In this coming week’s issue of Xpress, we’re taking you on a regional museum tour getaway. As part of that story, we visit the Museum of the Cherokee Indian, predictably located in Cherokee. The museum is open from 9 a.m. to 5 p.m. daily, and admission is $10.
After paying that entrance fee, visitors watch a short film featuring an old Cherokee man telling the tribe’s creation story, with mythical animals playing the star roles. After that, folks are free to roam about the exhibits at their own pace, starting with paleo-indian life, and moving chronologically up through the Trail of Tears and on to when the Eastern Band of Cherokee was officially recognized in the late 19th century.

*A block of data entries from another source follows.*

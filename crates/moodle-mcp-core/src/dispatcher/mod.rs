//! Proxy dispatcher
//!
//! The surface the host framework talks to:
//!
//! ```text
//! host ── list_capabilities ──▶ ProxyDispatcher ── Catalog (discover + register)
//!      ── invoke_capability ──▶       │
//!                                     ├── upload_files / download_file (built-in)
//!                                     └── RemoteExecutor::call + repair_all
//! ```

mod context;
mod builtin;
mod proxy;

pub use context::{HostContext, RecordingHostContext};
pub use builtin::{
    authenticated_download_url, builtin_descriptors, is_builtin, parse_upload_response,
    UploadType, DOWNLOAD_FILE, UPLOAD_FILES,
};
pub use proxy::ProxyDispatcher;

Along the way, there are numerous multimedia elements including voiceovers telling different stories related to the tribe’s history playing on a loop, a 3-D video of a Cherokee “medicine man” telling the tribe’s legend of the origin of disease, and an exhibit that flashes and pronounces the letters of the Cherokee alphabet. There are also several realistic wax statues of various famous Cherokee. In all, it’s a sobering and sad tale, one typical in early American history.
If there is one thing breaking the mood, it’s that in many respects the museum seems a bit dated. In particular, those multimedia elements have a distinct 90s feel to them. What might have seemed impressive 15 years ago, now borders on camp, and that’s not good when you’re trying to tell a serious tale about a culture that very much deserves to be taken seriously.
Still, what the Museum of the Cherokee Indian offers visitors is a chance to understand the real Cherokee culture, one that they might be hard pressed to find elsewhere on the reservation, where the still-popular stereotypes of teepee-dwelling Native Americans in full headdress, doing “war dances” are still far too often found.